Now, I am a little bit confused about the following: There is also the notion of manifolds with corners, i.e. second countable Hausdorff spaces, which are locally homeomorphic to $\mathbb{R}_{\geq 0}^{d}=[0,\infty)^{d}=\{x\in\mathbb{R}^{d}\mid x_{i}\geq 0\}$. I am aware of the fact that topologically, manifolds with corners are one and the same as topological manifolds with boundary, since the space $\mathbb{R}_{\geq 0}^{d}$ is homeomorphic to the model space of manifolds with boundary, i.e. the half-plane $\mathbb{H}^{d}=[0,\infty)\times\mathbb{R}^{d-1}$. This is no longer true in the differentiable setting, since these two sets are not diffeomorphic. However, in my question I do not care about differentiability, but I am only thinking about the topological category.

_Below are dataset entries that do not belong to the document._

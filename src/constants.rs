//! Global constants used throughout the javadoc-links codebase.
//!
//! This module contains default URLs, probe parameters, file names and other
//! values that are shared across modules. Defining them centrally keeps the
//! probe policy and output layout discoverable in one place.

use std::time::Duration;

/// Link template used when no override rule matches a dependency.
///
/// Placeholders `{group}`, `{name}` and `{version}` are replaced with the
/// dependency's coordinates.
pub const DEFAULT_JAVADOC_PROVIDER: &str = "https://javadoc.io/doc/{group}/{name}/{version}";

/// Index files that a javadoc site is expected to serve, relative to its base URL.
///
/// Modern javadoc emits `element-list`; older doclets only produce `package-list`.
pub const PROBE_PATHS: &[&str] = &["element-list", "package-list"];

/// URL prefix of the documentation host that needs cache priming before retries.
pub const DEFAULT_PRIMING_PREFIX: &str = "https://javadoc.io/doc/";

/// Replacement prefix used to build the priming request URL.
pub const DEFAULT_PRIMING_REPLACEMENT: &str = "https://javadoc.io/static/";

/// Total number of probe cycles attempted for a primeable host (3).
pub const DEFAULT_MAX_PROBE_ATTEMPTS: u32 = 3;

/// Delay between a priming request and the next probe cycle (15 seconds).
///
/// javadoc.io answers 403 until the docs for a version have been extracted
/// on its side, which usually takes several seconds after the first request.
pub const DEFAULT_RETRY_DELAY: Duration = Duration::from_secs(15);

/// Timeout applied to every individual probe request (30 seconds).
pub const DEFAULT_PROBE_TIMEOUT: Duration = Duration::from_secs(30);

/// Environment variable that overrides `check-javadoc-availability`.
pub const CHECK_AVAILABILITY_ENV: &str = "JAVADOC_LINKS_CHECK_AVAILABILITY";

/// Environment variable pointing at the user-global configuration file.
pub const GLOBAL_CONFIG_ENV: &str = "JAVADOC_LINKS_CONFIG_PATH";

/// Directory below the platform config dir holding the global configuration.
pub const GLOBAL_CONFIG_DIR: &str = "javadoc-links";

/// Environment variable that disables progress spinners when set to `1`.
pub const NO_PROGRESS_ENV: &str = "JAVADOC_LINKS_NO_PROGRESS";

/// Name of the project configuration file searched in the working directory.
pub const PROJECT_CONFIG_FILE: &str = "javadoc-links.toml";

/// Default name of the generated options file, next to the resolution file.
pub const LINKS_FILE_NAME: &str = "links.options";

/// Default name of the directory holding unpacked javadoc archives.
pub const UNPACK_DIR_NAME: &str = "unpackedJavadocs";

/// User agent sent with probe requests.
pub const USER_AGENT: &str = concat!("javadoc-links/", env!("CARGO_PKG_VERSION"));
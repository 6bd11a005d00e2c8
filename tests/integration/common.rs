//! Shared fixtures for the integration tests.

#![allow(dead_code)]

use javadoc_links::links::{LinkOutput, LinkSetBuilder, LinkSettings};
use javadoc_links::probe::{AvailabilityProber, ProbePolicy};
use javadoc_links::test_utils::FakeTransport;
use std::path::{Path, PathBuf};
use std::sync::Arc;
use std::time::Duration;
use tempfile::TempDir;

/// Scratch build directory with a scripted documentation host.
pub struct TestBuild {
    pub temp: TempDir,
    pub transport: Arc<FakeTransport>,
}

impl TestBuild {
    pub fn new(transport: FakeTransport) -> Self {
        javadoc_links::test_utils::init_test_logging(None);
        Self {
            temp: TempDir::new().unwrap(),
            transport: Arc::new(transport),
        }
    }

    pub fn path(&self) -> &Path {
        self.temp.path()
    }

    pub fn output(&self) -> LinkOutput {
        LinkOutput {
            links_file: self.path().join("prepareJavadocLinks/links.options"),
            unpack_dir: self.path().join("prepareJavadocLinks/unpackedJavadocs"),
        }
    }

    pub fn prober(&self) -> Arc<AvailabilityProber> {
        let policy = ProbePolicy {
            retry_delay: Duration::from_millis(1),
            ..ProbePolicy::default()
        };
        Arc::new(AvailabilityProber::new(self.transport.clone(), policy))
    }

    pub fn builder(&self, settings: LinkSettings) -> LinkSetBuilder {
        LinkSetBuilder::new(Arc::new(settings), self.prober())
    }

    pub fn file(&self, name: &str) -> PathBuf {
        self.path().join(name)
    }

    pub fn links(&self) -> String {
        std::fs::read_to_string(self.output().links_file).unwrap()
    }
}

/// Settings with a plain documentation host and checks off.
pub fn example_settings() -> LinkSettings {
    LinkSettings {
        default_template: "https://docs.example.com/{group}/{name}/{version}".to_string(),
        check_availability: false,
        ..LinkSettings::default()
    }
}
//! File system helpers for regenerating build outputs.
//!
//! Outputs of link generation are fully regenerated on every run: the options
//! file is removed before any work starts and written in one atomic step at
//! the end, and the unpack directory is wiped and recreated. A failed run
//! therefore never leaves a file behind that looks like a complete result.

use crate::core::LinksError;
use anyhow::{Context, Result};
use std::io::Write;
use std::path::{Path, PathBuf};

/// Ensures a directory exists, creating it and all parent directories if necessary.
///
/// Returns an error if the path exists but is not a directory.
pub fn ensure_dir(path: &Path) -> Result<()> {
    if !path.exists() {
        std::fs::create_dir_all(path)
            .with_context(|| format!("Failed to create directory: {}", path.display()))?;
    } else if !path.is_dir() {
        return Err(LinksError::FileSystemError {
            operation: "create directory (path exists but is not a directory)".to_string(),
            path: path.display().to_string(),
        }
        .into());
    }
    Ok(())
}

/// Deletes `path` and everything below it, then recreates it empty.
pub fn reset_dir(path: &Path) -> Result<()> {
    if path.exists() {
        std::fs::remove_dir_all(path)
            .with_context(|| format!("Failed to remove directory: {}", path.display()))?;
    }
    ensure_dir(path)
}

/// Removes a file if it exists; a missing file is not an error.
pub fn remove_file_if_exists(path: &Path) -> Result<()> {
    match std::fs::remove_file(path) {
        Ok(()) => Ok(()),
        Err(e) if e.kind() == std::io::ErrorKind::NotFound => Ok(()),
        Err(e) => Err(e).with_context(|| format!("Failed to remove file: {}", path.display())),
    }
}

/// Writes `content` to `path` atomically.
///
/// The content goes to a temporary file in the same directory which is synced
/// and then renamed over `path`, so readers see either the old file, no file,
/// or the complete new content.
pub fn atomic_write(path: &Path, content: &[u8]) -> Result<()> {
    let parent = match path.parent() {
        Some(parent) if !parent.as_os_str().is_empty() => parent.to_path_buf(),
        _ => PathBuf::from("."),
    };
    ensure_dir(&parent)?;

    let mut temp = tempfile::NamedTempFile::new_in(&parent)
        .with_context(|| format!("Failed to create temp file in: {}", parent.display()))?;
    temp.write_all(content)
        .with_context(|| format!("Failed to write to temp file: {}", temp.path().display()))?;
    temp.as_file().sync_all().context("Failed to sync file to disk")?;
    temp.persist(path)
        .with_context(|| format!("Failed to rename temp file to: {}", path.display()))?;
    Ok(())
}

/// Absolute form of `path` without resolving symlinks.
pub fn absolute(path: &Path) -> Result<PathBuf> {
    std::path::absolute(path)
        .with_context(|| format!("Failed to make path absolute: {}", path.display()))
}
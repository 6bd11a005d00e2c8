//! Test utilities for javadoc-links
//!
//! Helpers shared by unit tests and the integration test target (through the
//! `test-utils` feature): logging setup, an in-memory [`ProbeTransport`] with
//! scripted responses, and builders for javadoc archives and resolution files.
//!
//! # Example
//!
//! ```rust,no_run
//! use javadoc_links::probe::{AvailabilityProber, ProbePolicy};
//! use javadoc_links::test_utils::FakeTransport;
//! use std::sync::Arc;
//!
//! # async fn example() {
//! let transport = Arc::new(
//!     FakeTransport::new().with_status("https://docs.example.com/foo/element-list", 200),
//! );
//! let prober = AvailabilityProber::new(transport.clone(), ProbePolicy::default());
//! assert!(prober.is_available("https://docs.example.com/foo").await.is_available());
//! assert_eq!(transport.total_calls(), 1);
//! # }
//! ```

use crate::probe::ProbeTransport;
use anyhow::{Result, anyhow};
use async_trait::async_trait;
use std::collections::{HashMap, VecDeque};
use std::io::Write;
use std::path::Path;
use std::sync::{Mutex, Once};
use std::time::Duration;
use tracing::Level;
use tracing_subscriber::EnvFilter;

/// Global flag to ensure logging is only initialized once in tests
static INIT_LOGGING: Once = Once::new();

/// Initialize logging for tests.
///
/// Uses `level` when given, otherwise `RUST_LOG` if it is set; with neither,
/// logging stays off. Safe to call from every test.
///
/// ```bash
/// RUST_LOG=probe=debug cargo test
/// ```
pub fn init_test_logging(level: Option<Level>) {
    INIT_LOGGING.call_once(|| {
        let filter = if let Some(level) = level {
            EnvFilter::new(level.to_string())
        } else if std::env::var("RUST_LOG").is_ok() {
            EnvFilter::from_default_env()
        } else {
            return;
        };

        let _ = tracing_subscriber::fmt()
            .with_env_filter(filter)
            .with_test_writer()
            .with_target(true)
            .with_thread_ids(false)
            .try_init();
    });
}

#[derive(Debug, Clone)]
enum Scripted {
    Status(u16),
    Error(String),
}

/// In-memory [`ProbeTransport`] answering from a script.
///
/// Each URL maps to a queue of responses; the last response of a queue is
/// repeated once the others are used up. URLs without a script get the
/// default status (404 unless changed). Every request is recorded.
#[derive(Debug)]
pub struct FakeTransport {
    scripts: Mutex<HashMap<String, VecDeque<Scripted>>>,
    default_status: u16,
    delay: Option<Duration>,
    calls: Mutex<Vec<String>>,
}

impl Default for FakeTransport {
    fn default() -> Self {
        Self::new()
    }
}

impl FakeTransport {
    pub fn new() -> Self {
        Self {
            scripts: Mutex::new(HashMap::new()),
            default_status: 404,
            delay: None,
            calls: Mutex::new(Vec::new()),
        }
    }

    /// Always answer `url` with `code`.
    pub fn with_status(self, url: impl Into<String>, code: u16) -> Self {
        self.script(url, [Scripted::Status(code)])
    }

    /// Answer `url` with `codes` in order, repeating the last one.
    pub fn with_sequence(self, url: impl Into<String>, codes: impl IntoIterator<Item = u16>) -> Self {
        self.script(url, codes.into_iter().map(Scripted::Status))
    }

    /// Fail every request to `url` without a response.
    pub fn with_error(self, url: impl Into<String>, message: impl Into<String>) -> Self {
        self.script(url, [Scripted::Error(message.into())])
    }

    /// Status for URLs without a script.
    pub fn with_default_status(mut self, code: u16) -> Self {
        self.default_status = code;
        self
    }

    /// Sleep before answering each request.
    pub fn with_delay(mut self, delay: Duration) -> Self {
        self.delay = Some(delay);
        self
    }

    fn script(self, url: impl Into<String>, responses: impl IntoIterator<Item = Scripted>) -> Self {
        self.scripts.lock().unwrap().insert(url.into(), responses.into_iter().collect());
        self
    }

    /// Number of requests sent to any URL.
    pub fn total_calls(&self) -> usize {
        self.calls.lock().unwrap().len()
    }

    /// Number of requests sent to `url`.
    pub fn call_count(&self, url: &str) -> usize {
        self.calls.lock().unwrap().iter().filter(|called| called.as_str() == url).count()
    }

    fn next_response(&self, url: &str) -> Scripted {
        let mut scripts = self.scripts.lock().unwrap();
        match scripts.get_mut(url) {
            Some(queue) if queue.len() > 1 => {
                queue.pop_front().unwrap_or(Scripted::Status(self.default_status))
            }
            Some(queue) => queue.front().cloned().unwrap_or(Scripted::Status(self.default_status)),
            None => Scripted::Status(self.default_status),
        }
    }
}

#[async_trait]
impl ProbeTransport for FakeTransport {
    async fn status(&self, url: &str) -> Result<u16> {
        self.calls.lock().unwrap().push(url.to_string());
        let response = self.next_response(url);
        if let Some(delay) = self.delay {
            tokio::time::sleep(delay).await;
        }
        match response {
            Scripted::Status(code) => Ok(code),
            Scripted::Error(message) => Err(anyhow!(message)),
        }
    }
}

/// Writes a zip archive at `path` holding `entries` as `(name, content)` pairs.
pub fn write_zip(path: &Path, entries: &[(&str, &str)]) {
    if let Some(parent) = path.parent() {
        std::fs::create_dir_all(parent).unwrap();
    }
    let file = std::fs::File::create(path).unwrap();
    let mut zip = zip::ZipWriter::new(file);
    let options = zip::write::SimpleFileOptions::default();
    for (name, content) in entries {
        zip.start_file(*name, options).unwrap();
        zip.write_all(content.as_bytes()).unwrap();
    }
    zip.finish().unwrap();
}

/// Minimal javadoc jar for `package`, as produced by the javadoc tool.
pub fn write_javadoc_jar(path: &Path, package: &str) {
    let page = format!("{}/package-summary.html", package.replace('.', "/"));
    write_zip(path, &[("element-list", &format!("{package}\n")), (&page, "<html></html>")]);
}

So, in other words, every manifold with corners is in particular a (topological) manifold with boundary. So, it should also be true that the boundary of every such manifold is by itself a manifold with empty boundary, right? I mean, the Theorem mentioned at the beginning is for arbitrary manifolds with boundary and the notion of boundary is a purely topological object and has nothing to do with a differentiable structure. Now, when I think for example about the solid cylinder, i.e. the manifold with corner defined by $C:=D^{2}\times [0,1]$, where $D^{2}$ is the disk (=closed 2-ball), then its boundary is clearly
$$\partial C=(\partial(D^{2})\times [0,1])\cup (D^{2}\times\partial [0,1])=(S^{1}\times [0,1])\cup (D^{2}\times\{0,1\}).$$
But this is not a topological manifold without boundary right? (Or maybe it is, and I just have an thinking error. But then it has to be homeomorphic to one of the compact surfaces, by the classification theorem and since it has no holes, it has to be homeomorphic to $S^{2}$, but I can't see why this should be the case. I already tried to choose triangulations of the boundary cylinder $\partial C$, but I do not find a Euler-characteristic of $2$. For example, take a single prism as a cellular decomposition of the solid cylinder. Then its boundary has $5$ faces, $7$ edges and $6$ vertices and hence, I would get $\chi=4$).
EDIT: I know that there is a related question here on this side, however, this question seems to ask about the differentiable category and does not answer my question and confusion about the solid cylinder.